Obama has been worried about Trump’s re-election chances and sought to counsel Biden over lunch in recent months, as it was first reported by The Washington Post.
Obama, who won his re-election bid in 2012, advised Biden to pack off his top advisers to the re-election headquarters in Wilmington, Delaware, from their current jobs in the White House.
The former President also suggested that the president hire an election strategist like David Plouffe, who worked on Obama election campaigns in 2008 and 2012.
That came from Obama. His aides from his time in the White House have been pressuring Biden. One of them, David Axelrod, went as far as to suggest the president was too old to seek a second term and that he should step aside for someone younger.
Trump is beating Biden in every poll. As is Haley.
But Democrats are more worried about the former president. Vice-President Kamala Harris has said she is ‘scared as heck’ Trump could win.
Michelle Obama, the former First Lady who remains an iconic figure in the party, said recently she is “terrified” of what could happen in the 2024 election and she is not talking about Biden or Haley.
It’s not clear just how much Biden has heeded his former boss’s advice.

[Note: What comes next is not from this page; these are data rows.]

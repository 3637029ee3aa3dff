//! Integration tests for the processor module
//!
//! Exercises the batch pipeline and live sessions end to end using sample
//! logger dumps and in-memory line sources.

pub mod error_handling;

use crate::source::ReaderLineSource;
use std::fs;
use std::io::Cursor;
use std::path::{Path, PathBuf};

pub use crate::parser::tests::{block, create_test_dump};

/// Write a dump to `dir/name` and return its path
pub fn write_dump(dir: &Path, name: &str, bytes: &[u8]) -> PathBuf {
    let path = dir.join(name);
    fs::write(&path, bytes).unwrap();
    path
}

/// A dump whose temperature unit line carries a Latin-1 degree sign
pub fn create_latin1_dump() -> Vec<u8> {
    let mut bytes = b"Logger start \xb0C\n".to_vec();
    bytes.extend_from_slice(block("70.00", "4.00", "40.00", "20.00", "800.00").as_bytes());
    bytes
}

/// In-memory line source over `lines`
pub fn line_source(lines: &[&str]) -> ReaderLineSource<Cursor<Vec<u8>>> {
    let mut text = lines.join("\n");
    text.push('\n');
    ReaderLineSource::new(Cursor::new(text.into_bytes()), "test-lines")
}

But he is more aggressive than he has been in a long time.
He started with a strong speech on the eve of January 6, the third anniversary of the assault launched by Trump’s supporters to prevent US Congress from certifying Biden as the winner of the 2020 presidential election.
Biden framed the upcoming election as a fight for democracy with Trump as a threat.
“Today we’re here to answer the most important of questions: Is democracy still America’s sacred cause?” Biden said.
“It’s what the 2024 election is all about. He left no doubt who he thought posed the biggest threat to democracy. Trump is trying to steal history the same way he tried to steal the election.
“We saw it with our own eyes. Trump’s mob wasn’t a peaceful protest. It was a violent assault. They were insurrectionists, not patriots,” he said.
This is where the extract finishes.